Dedy memperhatikan Boy dari ujung kepala sampai ujung kaki dan berhenti pada bagian pinggang. Matanya hampir tak berkedip melihat penampilan sahabatnya.
"Buruan masuk!" ucap Boy menarik tangan Dedy untuk masuk dan langsung menutup serta mengunci pintu dengan cepat.
Dedy masih memperhatikan Boy.
"Kenapa melihatku seperti itu?!"
"Sejak kapan kamu bermain wanita?"
"Apa maksudmu?"
"Aku seperti tidak mengenalimu kali ini."
"Aku tidak bermain dengan wanita manapun!"
"Kamu boleh melakukan kejahatan apapun Bos! Tapi jangan bermain dengan sembarang wanita!"
"Hey!! Aku sudah mengatakan padamu, aku tidak sedang bermain dengan wanita mana pun."

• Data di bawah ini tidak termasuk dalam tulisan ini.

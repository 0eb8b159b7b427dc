//! Configuration file location, TOML loading, and credential resolution
//!
//! Config file priority order:
//! 1. Command-line argument (highest priority)
//! 2. Environment variable
//! 3. Per-user config file (`~/.config/jnj/config.toml` on Linux)
//! 4. Compiled defaults (no file)

use crate::{Error, Result};
use serde::de::DeserializeOwned;
use serde::{Deserialize, Serialize};
use std::path::{Path, PathBuf};
use tracing::{info, warn};

/// Environment variable naming an explicit config file
pub const CONFIG_ENV_VAR: &str = "JNJ_CONFIG";

/// Logging section shared by every jnj binary
#[derive(Debug, Clone, PartialEq, Serialize, Deserialize)]
pub struct LoggingConfig {
    /// Default filter directive when `RUST_LOG` is unset (default: "info")
    #[serde(default = "default_log_level")]
    pub level: String,
}

fn default_log_level() -> String {
    "info".to_string()
}

impl Default for LoggingConfig {
    fn default() -> Self {
        Self {
            level: default_log_level(),
        }
    }
}

/// Resolve the config file path.
///
/// Returns `None` when no explicit path is given and the per-user file does
/// not exist; callers then run on compiled defaults.
pub fn resolve_config_path(cli_arg: Option<&Path>, env_var_name: &str) -> Option<PathBuf> {
    if let Some(path) = cli_arg {
        return Some(path.to_path_buf());
    }

    if let Ok(path) = std::env::var(env_var_name) {
        if !path.trim().is_empty() {
            return Some(PathBuf::from(path));
        }
    }

    let user_config = default_config_path()?;
    if user_config.exists() {
        Some(user_config)
    } else {
        None
    }
}

/// Per-user config file location for the current platform
pub fn default_config_path() -> Option<PathBuf> {
    dirs::config_dir().map(|d| d.join("jnj").join("config.toml"))
}

/// Load and parse a TOML config file.
///
/// A missing file is an error here; use [`load_or_default`] when a missing
/// file should fall back to defaults.
pub fn load_toml_config<T: DeserializeOwned>(path: &Path) -> Result<T> {
    let content = std::fs::read_to_string(path)
        .map_err(|e| Error::Config(format!("Read {} failed: {}", path.display(), e)))?;
    toml::from_str(&content)
        .map_err(|e| Error::Config(format!("Parse {} failed: {}", path.display(), e)))
}

/// Load config from `path` if present, otherwise return `T::default()`.
pub fn load_or_default<T: DeserializeOwned + Default>(path: Option<&Path>) -> Result<T> {
    match path {
        Some(path) if path.exists() => {
            info!("Loading config from {}", path.display());
            load_toml_config(path)
        }
        Some(path) => {
            warn!(
                "Config file {} not found, using compiled defaults",
                path.display()
            );
            Ok(T::default())
        }
        None => Ok(T::default()),
    }
}

/// Validate a credential value (non-empty, non-whitespace)
pub fn is_valid_key(key: &str) -> bool {
    !key.trim().is_empty()
}

/// Resolve a credential from environment variables, then the TOML value.
///
/// **Priority:** ENV (first valid of `env_vars`) → TOML
///
/// Logs a warning when both sources hold a value, since the TOML value is
/// then silently ignored.
pub fn resolve_secret(
    label: &str,
    env_vars: &[&str],
    toml_value: Option<&str>,
) -> Option<String> {
    let env_value = env_vars
        .iter()
        .filter_map(|name| std::env::var(name).ok())
        .find(|value| is_valid_key(value));
    let toml_value = toml_value.filter(|value| is_valid_key(value));

    match (env_value, toml_value) {
        (Some(env), Some(_)) => {
            warn!(
                "{} found in both environment and TOML config. Using environment (highest priority).",
                label
            );
            Some(env)
        }
        (Some(env), None) => {
            info!("{} loaded from environment variable", label);
            Some(env)
        }
        (None, Some(toml)) => {
            info!("{} loaded from TOML config", label);
            Some(toml.to_string())
        }
        (None, None) => None,
    }
}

"Lalu siapa wanita itu? Apa yang kamu lakukan? Kenapa kamu hanya memakai seperti itu?"
"Dia hanya pelayan hotel dan kami tidak melakukan apapun."
"Apa kamu yakin?" tanya Dedy ragu.
"Ya," ucap Boy ragu.
"Kenapa wajahmu tampak ragu?"
"Ok, ok. Aku salah. Tadinya aku hanya ingin menggodanya agar aku bisa melupakan kejadian semalam, tapi ternyata aku menjadi napsu saat melihat bibir indahnya," aku Boy.
"Ingat Boy! Kita pernah berjanji untuk tidak menyentuh wanita sebelum dia menjadi milik kita seutuhnya. Biarpun kita menjadi berandal tapi harga diri sebagai lelaki harus tetap dijaga."
"Aku ingat."
Boy mengambil bungkusan dan berjalan ke kamar mandi untuk ganti.
"Masalah satu baru datang sudah mau membuat masalah lagi," gerutu Dedy.
"Apa ada orang yang tau kalau kamu kemari?" Tanya Boy saat keluar dari kamar mandi.
"Tidak. Aku tidak memberitau siapapun."
"Baguslah. Lalu apa rencanamu?" tanya Boy lagi.
"Aku? Bukan rencanaku, tapi rencanamu," ucap balik Dedy.
"Buat apa aku menyuruhmu ke sini kalau tidak ada rencana yang keluar dari otakmu?!"
"Aku belum sempet memikirkannya. Di dalam otakku hanya bagaimana caranya aku sampai ke kota ini dengan cepat tanpa ada yang curiga."
Boy menarik napas panjang dan dalam.
"Aku sudah melihat siaran berita di TV pagi ini, mereka sedang mencariku dan mencurigaiku sebagai dalang di balik pembunuhan satu keluarga itu."
"Aku juga sudah mendengarnya. Ini masalah rumit."
"Tapi aku tidak mengenal mereka, kebetulan aku lewat saat itu."
"Aku tau. Masalahnya polisi melihat mobilmu di dekat tempat kejadian dan kamu melarikan diri."
"Bagaimana aku tidak melarikan diri? Mereka mengejarku dan ingin menangkapku."
"Mungkin kalau tadi malam kamu tidak lari, bisa jadi masalahnya tidak serumit ini."
"Maksudmu dengan suka rela aku harus menyerahkan diri pada polisi?"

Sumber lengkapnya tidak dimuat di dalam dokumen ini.